→ **Extracted information**:
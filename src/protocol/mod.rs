//! High-level components of the J1939 protocol: identifier and transport
//! layer, network management, seed/key security, and the dispatch engine.
pub mod engine;
pub mod managment;
pub mod security;
pub mod transport;
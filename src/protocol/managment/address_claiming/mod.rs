//! SAE J1939-81 network management messages: Address Claimed, Cannot Claim,
//! Request, Commanded Address, and the rules that arbitrate claim conflicts.
//!
//! These helpers are pure; the claiming state lives in
//! [`Node`](crate::protocol::managment::node::Node).
use crate::error::PduError;
use crate::protocol::managment::node_name::NodeName;
use crate::protocol::transport::can_id::ArbitrationId;
use crate::protocol::transport::pdu::Pdu;
use crate::protocol::transport::pgn::{
    Pgn, PGN_ACKNOWLEDGEMENT, PGN_ADDRESS_CLAIMED, PGN_COMMANDED_ADDRESS, PGN_REQUEST,
};
use crate::protocol::transport::{ADDRESS_GLOBAL, ADDRESS_NULL, DEFAULT_PRIORITY};

/// First address of the self-configurable range.
pub const ARBITRARY_ADDRESS_FIRST: u8 = 128;
/// Last address of the self-configurable range.
pub const ARBITRARY_ADDRESS_LAST: u8 = 247;

//==================================================================================CLAIM_PDUS
/// Address Claimed from `address`, broadcast, priority 6, NAME little-endian.
pub fn build_address_claim(name: NodeName, address: u8) -> Pdu {
    let id = ArbitrationId::from_parts(
        DEFAULT_PRIORITY,
        Pgn::from_value(PGN_ADDRESS_CLAIMED),
        address,
        ADDRESS_GLOBAL,
    );
    Pdu::assembled(id, name.to_le_bytes().to_vec(), 0)
}

/// Cannot Claim: an Address Claimed sent from the NULL address.
pub fn build_cannot_claim(name: NodeName) -> Pdu {
    build_address_claim(name, ADDRESS_NULL)
}

/// NAME carried by an Address Claimed PDU.
pub fn extract_name_from_claim(pdu: &Pdu) -> Option<NodeName> {
    if !pdu.is_address_claim() {
        return None;
    }
    let bytes: [u8; 8] = pdu.payload().get(..8)?.try_into().ok()?;
    Some(NodeName::from_le_bytes(bytes))
}

#[derive(Debug, Clone, Copy, PartialEq, Eq)]
#[cfg_attr(feature = "defmt", derive(defmt::Format))]
/// Outcome of a competing claim for one of our addresses.
pub enum ClaimContest {
    /// Not a contest: other address, same NAME, or not a claim.
    NoConflict,
    /// Our NAME is lower: keep the address and re-send our claim.
    Defend,
    /// Their NAME is lower: release the address.
    Yield,
}

/// Arbitrate an incoming Address Claimed against our claim of `address`.
pub fn resolve_claim(pdu: &Pdu, my_name: NodeName, address: u8) -> ClaimContest {
    if pdu.source() != address {
        return ClaimContest::NoConflict;
    }
    match extract_name_from_claim(pdu) {
        Some(their_name) if their_name == my_name => ClaimContest::NoConflict,
        Some(their_name) if my_name.has_priority_over(&their_name) => ClaimContest::Defend,
        Some(_) => ClaimContest::Yield,
        None => ClaimContest::NoConflict,
    }
}

//==================================================================================REQUEST
/// Request for `pgn` (three bytes, little-endian).
pub fn build_request(pgn: u32, source: u8, destination: u8) -> Result<Pdu, PduError> {
    let id = ArbitrationId::builder(PGN_REQUEST, source)
        .to_destination(destination)
        .build()?;
    let bytes = pgn.to_le_bytes();
    Pdu::new(id, &bytes[..3])
}

/// PGN asked for by a Request PDU.
pub fn requested_pgn(pdu: &Pdu) -> Option<u32> {
    if pdu.pgn() != PGN_REQUEST {
        return None;
    }
    let bytes = pdu.payload().get(..3)?;
    Some(u32::from_le_bytes([bytes[0], bytes[1], bytes[2], 0]))
}

/// `true` for an Acknowledgement answering a request for `pgn`. The
/// acknowledged PGN sits in bytes 5..8.
pub fn is_acknowledgement_for(pdu: &Pdu, pgn: u32) -> bool {
    if pdu.pgn() != PGN_ACKNOWLEDGEMENT {
        return false;
    }
    match pdu.payload().get(5..8) {
        Some(bytes) => u32::from_le_bytes([bytes[0], bytes[1], bytes[2], 0]) == pgn,
        None => true,
    }
}

//==================================================================================COMMANDED_ADDRESS
/// Target NAME and new address of a Commanded Address PDU (9 bytes).
pub fn parse_commanded_address(pdu: &Pdu) -> Option<(NodeName, u8)> {
    if pdu.pgn() != PGN_COMMANDED_ADDRESS {
        return None;
    }
    let payload = pdu.payload();
    let name: [u8; 8] = payload.get(..8)?.try_into().ok()?;
    let address = *payload.get(8)?;
    Some((NodeName::from_le_bytes(name), address))
}

/// Commanded Address for `name`, sent from `source`.
pub fn build_commanded_address(
    name: NodeName,
    new_address: u8,
    source: u8,
) -> Result<Pdu, PduError> {
    let id = ArbitrationId::builder(PGN_COMMANDED_ADDRESS, source).build()?;
    let mut payload = [0u8; 9];
    payload[..8].copy_from_slice(&name.to_le_bytes());
    payload[8] = new_address;
    Pdu::new(id, &payload)
}

//==================================================================================ARBITRARY_ADDRESSES
/// Candidate addresses for an arbitrary-address-capable node that lost
/// `lost_address`: the 128-247 range starting after it, wrapping around to
/// 128. `lost_address` itself is never yielded.
pub fn arbitrary_addresses_after(lost_address: u8) -> impl Iterator<Item = u8> {
    let first = ARBITRARY_ADDRESS_FIRST;
    let last = ARBITRARY_ADDRESS_LAST;
    let start = if (first..last).contains(&lost_address) {
        lost_address + 1
    } else {
        first
    };
    (start..=last)
        .chain(first..start)
        .filter(move |&address| address != lost_address)
}
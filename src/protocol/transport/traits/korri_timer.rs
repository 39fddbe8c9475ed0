//! Asynchronous timer abstraction providing the timing primitives required
//! by BAM pacing, receive timeouts and request retries.

/// Timer trait abstraction; must remain thread-safe when applicable.
pub trait KorriTimer {
    /// Asynchronously wait for `millis` milliseconds.
    fn delay_ms<'a>(&'a mut self, millis: u32) -> impl core::future::Future<Output = ()> + 'a;
}

#[cfg(feature = "embassy-time")]
#[derive(Debug, Default, Clone, Copy)]
/// `KorriTimer` backed by the embassy time driver.
pub struct EmbassyTimer;

#[cfg(feature = "embassy-time")]
impl KorriTimer for EmbassyTimer {
    async fn delay_ms(&mut self, millis: u32) {
        embassy_time::Timer::after(embassy_time::Duration::from_millis(millis as u64)).await;
    }
}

→ **Exercise description**: Line by line, transcribe the material above exactly.

→ **Written reply**:
filename src/protocol/mod.rs
//! High-level components of the J1939 protocol: identifier and transport
//! layer, network management, seed/key security, and the dispatch engine.
pub mod engine;
pub mod managment;
pub mod security;
pub mod transport;
filename src/protocol/managment/address_claiming/mod.rs
//! SAE J1939-81 network management messages: Address Claimed, Cannot Claim,
//! Request, Commanded Address, and the rules that arbitrate claim conflicts.
//!
//! These helpers are pure; the claiming state lives in
//! [`Node`](crate::protocol::managment::node::Node).
use crate::error::PduError;
use crate::protocol::managment::node_name::NodeName;
use crate::protocol::transport::can_id::ArbitrationId;
use crate::protocol::transport::pdu::Pdu;
use crate::protocol::transport::pgn::{
    Pgn, PGN_ACKNOWLEDGEMENT, PGN_ADDRESS_CLAIMED, PGN_COMMANDED_ADDRESS, PGN_REQUEST,
};
use crate::protocol::transport::{ADDRESS_GLOBAL, ADDRESS_NULL, DEFAULT_PRIORITY};

/// First address of the self-configurable range.
pub const ARBITRARY_ADDRESS_FIRST: u8 = 128;
/// Last address of the self-configurable range.
pub const ARBITRARY_ADDRESS_LAST: u8 = 247;

//==================================================================================CLAIM_PDUS
/// Address Claimed from `address`, broadcast, priority 6, NAME little-endian.
pub fn build_address_claim(name: NodeName, address: u8) -> Pdu {
    let id = ArbitrationId::from_parts(
        DEFAULT_PRIORITY,
        Pgn::from_value(PGN_ADDRESS_CLAIMED),
        address,
        ADDRESS_GLOBAL,
    );
    Pdu::assembled(id, name.to_le_bytes().to_vec(), 0)
}

/// Cannot Claim: an Address Claimed sent from the NULL address.
pub fn build_cannot_claim(name: NodeName) -> Pdu {
    build_address_claim(name, ADDRESS_NULL)
}

/// NAME carried by an Address Claimed PDU.
pub fn extract_name_from_claim(pdu: &Pdu) -> Option<NodeName> {
    if !pdu.is_address_claim() {
        return None;
    }
    let bytes: [u8; 8] = pdu.payload().get(..8)?.try_into().ok()?;
    Some(NodeName::from_le_bytes(bytes))
}

#[derive(Debug, Clone, Copy, PartialEq, Eq)]
#[cfg_attr(feature = "defmt", derive(defmt::Format))]
/// Outcome of a competing claim for one of our addresses.
pub enum ClaimContest {
    /// Not a contest: other address, same NAME, or not a claim.
    NoConflict,
    /// Our NAME is lower: keep the address and re-send our claim.
    Defend,
    /// Their NAME is lower: release the address.
    Yield,
}

/// Arbitrate an incoming Address Claimed against our claim of `address`.
pub fn resolve_claim(pdu: &Pdu, my_name: NodeName, address: u8) -> ClaimContest {
    if pdu.source() != address {
        return ClaimContest::NoConflict;
    }
    match extract_name_from_claim(pdu) {
        Some(their_name) if their_name == my_name => ClaimContest::NoConflict,
        Some(their_name) if my_name.has_priority_over(&their_name) => ClaimContest::Defend,
        Some(_) => ClaimContest::Yield,
        None => ClaimContest::NoConflict,
    }
}

//==================================================================================REQUEST
/// Request for `pgn` (three bytes, little-endian).
pub fn build_request(pgn: u32, source: u8, destination: u8) -> Result<Pdu, PduError> {
    let id = ArbitrationId::builder(PGN_REQUEST, source)
        .to_destination(destination)
        .build()?;
    let bytes = pgn.to_le_bytes();
    Pdu::new(id, &bytes[..3])
}

/// PGN asked for by a Request PDU.
pub fn requested_pgn(pdu: &Pdu) -> Option<u32> {
    if pdu.pgn() != PGN_REQUEST {
        return None;
    }
    let bytes = pdu.payload().get(..3)?;
    Some(u32::from_le_bytes([bytes[0], bytes[1], bytes[2], 0]))
}

/// `true` for an Acknowledgement answering a request for `pgn`. The
/// acknowledged PGN sits in bytes 5..8.
pub fn is_acknowledgement_for(pdu: &Pdu, pgn: u32) -> bool {
    if pdu.pgn() != PGN_ACKNOWLEDGEMENT {
        return false;
    }
    match pdu.payload().get(5..8) {
        Some(bytes) => u32::from_le_bytes([bytes[0], bytes[1], bytes[2], 0]) == pgn,
        None => true,
    }
}

//==================================================================================COMMANDED_ADDRESS
/// Target NAME and new address of a Commanded Address PDU (9 bytes).
pub fn parse_commanded_address(pdu: &Pdu) -> Option<(NodeName, u8)> {
    if pdu.pgn() != PGN_COMMANDED_ADDRESS {
        return None;
    }
    let payload = pdu.payload();
    let name: [u8; 8] = payload.get(..8)?.try_into().ok()?;
    let address = *payload.get(8)?;
    Some((NodeName::from_le_bytes(name), address))
}

/// Commanded Address for `name`, sent from `source`.
pub fn build_commanded_address(
    name: NodeName,
    new_address: u8,
    source: u8,
) -> Result<Pdu, PduError> {
    let id = ArbitrationId::builder(PGN_COMMANDED_ADDRESS, source).build()?;
    let mut payload = [0u8; 9];
    payload[..8].copy_from_slice(&name.to_le_bytes());
    payload[8] = new_address;
    Pdu::new(id, &payload)
}

//==================================================================================ARBITRARY_ADDRESSES
/// Candidate addresses for an arbitrary-address-capable node that lost
/// `lost_address`: the 128-247 range starting after it, wrapping around to
/// 128. `lost_address` itself is never yielded.
pub fn arbitrary_addresses_after(lost_address: u8) -> impl Iterator<Item = u8> {
    let first = ARBITRARY_ADDRESS_FIRST;
    let last = ARBITRARY_ADDRESS_LAST;
    let start = if (first..last).contains(&lost_address) {
        lost_address + 1
    } else {
        first
    };
    (start..=last)
        .chain(first..start)
        .filter(move |&address| address != lost_address)
}
filename src/protocol/transport/traits/korri_timer.rs
repository 39fddbe8c9475ed0
//! Asynchronous timer abstraction providing the timing primitives required
//! by BAM pacing, receive timeouts and request retries.

/// Timer trait abstraction; must remain thread-safe when applicable.
pub trait KorriTimer {
    /// Asynchronously wait for `millis` milliseconds.
    fn delay_ms<'a>(&'a mut self, millis: u32) -> impl core::future::Future<Output = ()> + 'a;
}

#[cfg(feature = "embassy-time")]
#[derive(Debug, Default, Clone, Copy)]
/// `KorriTimer` backed by the embassy time driver.
pub struct EmbassyTimer;

#[cfg(feature = "embassy-time")]
impl KorriTimer for EmbassyTimer {
    async fn delay_ms(&mut self, millis: u32) {
        embassy_time::Timer::after(embassy_time::Duration::from_millis(millis as u64)).await;
    }
}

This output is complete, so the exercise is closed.